← Back to context

Comment by lsy

12 days ago

I think it's difficult to conceptualize a program's behavior as "buggy" when the program has no specified behavior. The vexing thing about LLMs and image generators is that they ultimately have no intended purpose or principled construction as artifacts, being mostly discovered through trial-and-error and pressed into service due to various misconceptions about what they are — human imitators, fact retrievers, search engines, etc. But they are really just statistical regurgitators over whatever the training dataset is, and while that type of an artifact seems to sometimes prove useful, it's not something we have yet developed any kind of principled theory around.

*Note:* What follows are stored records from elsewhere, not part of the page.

#![cfg_attr(feature = "fail-on-warnings", deny(warnings))]
#![warn(clippy::all, clippy::pedantic, clippy::nursery, clippy::cargo)]
#![allow(clippy::multiple_crate_versions, clippy::cargo_common_metadata)]

//! CLI entry point for the popular taxi destinations pipeline.

use std::path::PathBuf;

use clap::{Parser, Subcommand};
use serde::Serialize;
use taxi_dest_cli_utils::IndicatifProgress;
use taxi_dest_history_models::{GapPolicy, Period};
use taxi_dest_ingest::config::PipelineConfig;
use taxi_dest_ingest::{Pipeline, load_regions, open_store};
use taxi_dest_ingest_models::RunSummary;
use taxi_dest_ranking_models::{DestinationRank, Granularity};

#[derive(Parser)]
#[command(
    name = "taxi_dest_ingest",
    about = "Ranks popular taxi destinations per zone and borough"
)]
struct Cli {
    /// TOML config file (overrides `TAXI_DEST_CONFIG`)
    #[arg(long, global = true)]
    config: Option<PathBuf>,
    /// `DuckDB` database file (overrides config and `TAXI_DEST_DATABASE`)
    #[arg(long, global = true)]
    database: Option<PathBuf>,
    /// Print JSON instead of a table
    #[arg(long, global = true)]
    json: bool,
    #[command(subcommand)]
    command: Commands,
}

#[derive(Subcommand)]
enum Commands {
    /// Process one month of trips and update the ranking tables
    Run {
        /// Trip CSV for the month (e.g. "2009-11.csv")
        input: PathBuf,
        /// Number of destinations to keep per origin
        #[arg(value_name = "K")]
        top_k: u32,
        /// Taxi zone `GeoJSON` file
        #[arg(long)]
        regions: Option<PathBuf>,
        /// Month being processed, as YYYY-MM (defaults to the one in the file name)
        #[arg(long)]
        period: Option<Period>,
        /// First month of history, as YYYY-MM
        #[arg(long)]
        history_start: Option<Period>,
        /// What to do when the previous month was never processed ("fail" or "bootstrap")
        #[arg(long)]
        on_gap: Option<GapPolicy>,
        /// Reject the file on the first malformed row
        #[arg(long)]
        strict: bool,
        /// Maximum number of trip rows to read
        #[arg(long)]
        limit: Option<u64>,
    },
    /// Show the current ranking table ("zone" or "borough")
    Current { granularity: Granularity },
    /// Show recorded history ("zone" or "borough")
    History {
        granularity: Granularity,
        /// Only show rows recorded for this month
        #[arg(long)]
        period: Option<Period>,
    },
    /// List processed months
    Periods,
}

fn main() -> Result<(), Box<dyn std::error::Error>> {
    let multi = taxi_dest_cli_utils::init_logger();
    let cli = Cli::parse();

    let mut config = PipelineConfig::load(cli.config.as_deref())?;
    if let Some(database) = cli.database {
        config.database_path = database;
    }

    match cli.command {
        Commands::Run {
            input,
            top_k,
            regions,
            period,
            history_start,
            on_gap,
            strict,
            limit,
        } => {
            if let Some(regions) = regions {
                config.regions_path = regions;
            }
            if let Some(history_start) = history_start {
                config.history_start = history_start;
            }
            if let Some(on_gap) = on_gap {
                config.on_gap = on_gap;
            }
            config.strict |= strict;
            if limit.is_some() {
                config.limit = limit;
            }

            let index = load_regions(&config)?;
            let mut store = open_store(&config)?;
            let progress = IndicatifProgress::trips_bar(&multi, "Attributing trips");

            let summary = Pipeline::new(&config, &index, &mut store)
                .with_progress(progress)
                .run_file(&input, period, top_k)?;

            if cli.json {
                print_json(&summary)?;
            } else {
                print_summary(&summary);
            }
        }
        Commands::Current { granularity } => {
            let store = open_store(&config)?;
            let rows = store.current(granularity)?;
            if cli.json {
                print_json(&rows)?;
            } else {
                print_ranks(&rows);
            }
        }
        Commands::History {
            granularity,
            period,
        } => {
            let store = open_store(&config)?;
            let entries = store.history(granularity, period)?;
            if cli.json {
                print_json(&entries)?;
            } else {
                println!(
                    "{:<8} {:<32} {:<32} RANK",
                    "PERIOD", "ORIGIN", "DESTINATION"
                );
                println!("{}", "-".repeat(80));
                for entry in &entries {
                    println!(
                        "{:<8} {:<32} {:<32} {}",
                        entry.period,
                        entry.origin,
                        entry.destination,
                        entry.rank
                    );
                }
            }
        }
        Commands::Periods => {
            let store = open_store(&config)?;
            let periods = store.recorded_periods()?;
            if cli.json {
                print_json(&periods)?;
            } else {
                println!("{:<8} {:<12} RECORDED AT", "PERIOD", "MODE");
                println!("{}", "-".repeat(44));
                for recorded in &periods {
                    println!(
                        "{:<8} {:<12} {}",
                        recorded.period,
                        recorded.mode,
                        recorded.recorded_at
                    );
                }
            }
        }
    }

    Ok(())
}

fn print_json<T: Serialize + ?Sized>(value: &T) -> Result<(), serde_json::Error> {
    println!("{}", serde_json::to_string_pretty(value)?);
    Ok(())
}

fn print_ranks(rows: &[DestinationRank]) {
    println!("{:<32} {:<32} RANK", "ORIGIN", "DESTINATION");
    println!("{}", "-".repeat(72));
    for row in rows {
        println!("{:<32} {:<32} {}", row.origin, row.destination, row.rank);
    }
}

fn print_summary(summary: &RunSummary) {
    println!("Period:       {} ({})", summary.period, summary.mode.label());
    println!("Top K:        {}", summary.top_k);
    println!(
        "Trips:        {} read, {} attributed, {} unattributed, {} malformed",
        summary.trips_read,
        summary.trips_attributed,
        summary.trips_unattributed(),
        summary.malformed
    );
    println!();
    println!(
        "{:<10} {:>8} {:>10} {:>10}  MODE",
        "TABLE", "ORIGINS", "CURRENT", "HISTORY"
    );
    println!("{}", "-".repeat(50));
    for table in &summary.tables {
        println!(
            "{:<10} {:>8} {:>10} {:>10}  {}",
            table.granularity.as_ref(),
            table.origins,
            table.current_rows,
            table.history_rows,
            table.write_mode
        );
    }
    println!();
    println!("Done in {:.1}s", summary.duration.as_secs_f64());
}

One example is in DALL-E initially going viral due to its generated image of an astronaut riding a unicorn. Is this a "bug" because unicorns don't exist and astronauts don't ride them? One user wants facts and another wants fancy. The decision about what results are useful for which cases is still highly social and situational, so AIs should never be put in a fire-and-forget scenario or we will see the biases Dan discusses. AIs are more properly used as sources of statistical potential that can be reviewed and discarded if they aren't useful. This isn't to say that the training sets are not biased, or that work shouldn't be done to rectify that distribution in the interest of a better society. But a lot of the problem is the idea that we can or should trust the result of an LLM or image generator as some source of truth.